Bret A. Sumner, James B. Martin, Pro Hac Vice, Michael K. Cross, Pro Hac Vice, Beatty & Wozniak, P.C., Denver, CO, Steven J. Rosenbaum, Bradley K. Ervin, Covington & Burling LLP, Washington, DC, for Defendant-Intervenors.

MEMORANDUM OPINION

GRANTING IN PART PLAINTIFFS' MOTION FOR SUMMARY JUDGMENT; DENYING DEFENDANTS' CROSS-MOTIONS FOR SUMMARY JUDGMENT; DENYING MOTION FOR LEAVE TO FILE AMICUS BRIEF

Re Document Nos.: 55, 60, 61, 62, 63, 71

RUDOLPH CONTRERAS, United States District Judge

I. INTRODUCTION

Climate change, and humanity's ability to combat it, are increasingly prominent topics of public discourse. This case concerns the attention the government must give climate change when taking action that may increase its effects. Two non-profit organizations, WildEarth Guardians ("WildEarth") and Physicians for Social Responsibility (together, "Plaintiffs") assert that the United States Bureau of Land Management ("BLM") violated federal law by not sufficiently considering climate change when authorizing oil and gas leasing on federal land in Wyoming, Utah, and Colorado. Those states and two industry organizations with interests in the Leases—the Western Energy Alliance and Petroleum Association of Wyoming ("Western Alliance"), and the American Petroleum Association of Wyoming ("American Petroleum")(together with BLM, "Defendants") have intervened as defendants.
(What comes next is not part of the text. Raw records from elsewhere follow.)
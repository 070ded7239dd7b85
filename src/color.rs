//! Color Identity - canonical WUBRG(C) ordering and normalization

use serde::{Deserialize, Serialize};
use std::collections::BTreeSet;
use std::fmt;
use std::str::FromStr;
use thiserror::Error;

/// A single color symbol.
///
/// Declaration order is the canonical order (W, U, B, R, G, C); the derived
/// `Ord` is what every sorted view of an identity relies on.
#[derive(Debug, Clone, Copy, PartialEq, Eq, PartialOrd, Ord, Hash, Serialize, Deserialize)]
pub enum Color {
    #[serde(rename = "W")]
    White,
    #[serde(rename = "U")]
    Blue,
    #[serde(rename = "B")]
    Black,
    #[serde(rename = "R")]
    Red,
    #[serde(rename = "G")]
    Green,
    #[serde(rename = "C")]
    Colorless,
}

impl Color {
    /// The five colored symbols in canonical order.
    pub const COLORED: [Color; 5] = [
        Color::White,
        Color::Blue,
        Color::Black,
        Color::Red,
        Color::Green,
    ];

    pub fn symbol(self) -> char {
        match self {
            Color::White => 'W',
            Color::Blue => 'U',
            Color::Black => 'B',
            Color::Red => 'R',
            Color::Green => 'G',
            Color::Colorless => 'C',
        }
    }

    pub fn from_symbol(symbol: char) -> Option<Self> {
        match symbol.to_ascii_uppercase() {
            'W' => Some(Color::White),
            'U' => Some(Color::Blue),
            'B' => Some(Color::Black),
            'R' => Some(Color::Red),
            'G' => Some(Color::Green),
            'C' => Some(Color::Colorless),
            _ => None,
        }
    }

    pub fn display_name(self) -> &'static str {
        match self {
            Color::White => "White",
            Color::Blue => "Blue",
            Color::Black => "Black",
            Color::Red => "Red",
            Color::Green => "Green",
            Color::Colorless => "Colorless",
        }
    }

    pub fn is_colored(self) -> bool {
        self != Color::Colorless
    }
}

impl fmt::Display for Color {
    fn fmt(&self, f: &mut fmt::Formatter<'_>) -> fmt::Result {
        write!(f, "{}", self.symbol())
    }
}

#[derive(Debug, Clone, PartialEq, Eq, Error)]
#[error("unknown color symbol '{0}'")]
pub struct UnknownColor(pub char);

/// Normalized set of colors a card belongs to.
///
/// Colorless is present only when no colored symbol is, and an identity is
/// never empty: normalizing an empty input yields `{C}`.
#[derive(Debug, Clone, PartialEq, Eq, Hash, Serialize, Deserialize)]
#[serde(into = "Vec<Color>", from = "Vec<Color>")]
pub struct ColorIdentity {
    colors: BTreeSet<Color>,
}

impl ColorIdentity {
    pub fn new(colors: impl IntoIterator<Item = Color>) -> Self {
        let mut colors: BTreeSet<Color> = colors.into_iter().collect();
        if colors.iter().any(|c| c.is_colored()) {
            colors.remove(&Color::Colorless);
        }
        if colors.is_empty() {
            colors.insert(Color::Colorless);
        }
        Self { colors }
    }

    pub fn colorless() -> Self {
        Self::new([Color::Colorless])
    }

    /// Colors in canonical order.
    pub fn iter(&self) -> impl Iterator<Item = Color> + '_ {
        self.colors.iter().copied()
    }

    /// Colored symbols only, canonical order. Empty for a colorless identity.
    pub fn colored(&self) -> Vec<Color> {
        self.iter().filter(|c| c.is_colored()).collect()
    }

    pub fn contains(&self, color: Color) -> bool {
        self.colors.contains(&color)
    }

    pub fn len(&self) -> usize {
        self.colors.len()
    }

    pub fn is_empty(&self) -> bool {
        self.colors.is_empty()
    }

    pub fn is_colorless(&self) -> bool {
        !self.colors.iter().any(|c| c.is_colored())
    }

    pub fn is_multicolor(&self) -> bool {
        self.colored().len() > 1
    }

    /// First color in canonical order; drives palette and name-pool lookup.
    pub fn primary(&self) -> Option<Color> {
        self.colors.iter().next().copied()
    }

    /// True when the set obeys the colorless-only-alone rule and is non-empty.
    pub fn is_normalized(&self) -> bool {
        !self.colors.is_empty()
            && (!self.colors.contains(&Color::Colorless) || self.colors.len() == 1)
    }

    pub fn display_names(&self) -> Vec<&'static str> {
        self.iter().map(Color::display_name).collect()
    }
}

impl Default for ColorIdentity {
    fn default() -> Self {
        Self::colorless()
    }
}

impl FromIterator<Color> for ColorIdentity {
    fn from_iter<I: IntoIterator<Item = Color>>(iter: I) -> Self {
        Self::new(iter)
    }
}

impl From<Vec<Color>> for ColorIdentity {
    fn from(colors: Vec<Color>) -> Self {
        Self::new(colors)
    }
}

impl From<ColorIdentity> for Vec<Color> {
    fn from(identity: ColorIdentity) -> Self {
        identity.colors.into_iter().collect()
    }
}

impl FromStr for ColorIdentity {
    type Err = UnknownColor;

    /// Parses a symbol string such as `"WU"` or `"c"`.
    fn from_str(s: &str) -> Result<Self, Self::Err> {
        let colors = s
            .chars()
            .filter(|c| !c.is_whitespace())
            .map(|c| Color::from_symbol(c).ok_or(UnknownColor(c)))
            .collect::<Result<Vec<_>, _>>()?;
        Ok(Self::new(colors))
    }
}

impl fmt::Display for ColorIdentity {
    fn fmt(&self, f: &mut fmt::Formatter<'_>) -> fmt::Result {
        for color in self.iter() {
            write!(f, "{}", color.symbol())?;
        }
        Ok(())
    }
}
Another organization, the New York University School of Law's Institute for Policy Integrity (the "Institute"), seeks to file an amicus curiae brief in support of Plaintiffs.

Before the Court are the parties' cross-motions for summary judgment and the Institute's motion to file an amicus brief. Having reviewed the record and the relevant law, the Court concludes that—withholding judgment on whether BLM's leasing decisions were correct—BLM did not sufficiently consider climate change when making those decisions. BLM summarized the potential on-the-ground impacts of climate change in the state, the region, and across the country. It failed, however, to provide the information necessary for the public and agency decisionmakers to understand the degree to which the leasing decisions at issue would contribute to those impacts. In short, BLM did not adequately quantify the climate change impacts of oil and gas leasing. Thus, for the reasons explained more thoroughly below, the Court grants Plaintiffs' motion in part, denies Defendants' motions, and denies the Institute's motion.1

II. BACKGROUND
A. Statutory and Regulatory Framework
1. Mineral Leasing Act

Under the Mineral Leasing Act ("MLA"), 30 U.S.C. §§ 181 – 287, the Secretary of the Interior is responsible for managing and overseeing mineral development on public lands in a manner that "safeguard[s] ... the public welfare." Id. § 187. Subject to this general mandate, the MLA provides for the development of oil and gas resources on federal land. Id. § 226; see also AR3379. It requires that "[l]ease sales shall be held for each State where eligible lands are available [for oil and gas development] at least quarterly and more frequently if the Secretary of the Interior determines such sales are necessary." 30 U.S.C. § 226(b)(1)(A). However, while oil and gas leasing is mandatory, the Secretary has discretion to determine where, when, and under what terms and conditions oil and gas development should occur. Id. § 226 ; 43 C.F.R. § 3101.1-2. Accordingly, the federal government may impose a broad range of stipulations on oil and gas leases for federal land, including concerning the timing, pace, and scale of development. Id.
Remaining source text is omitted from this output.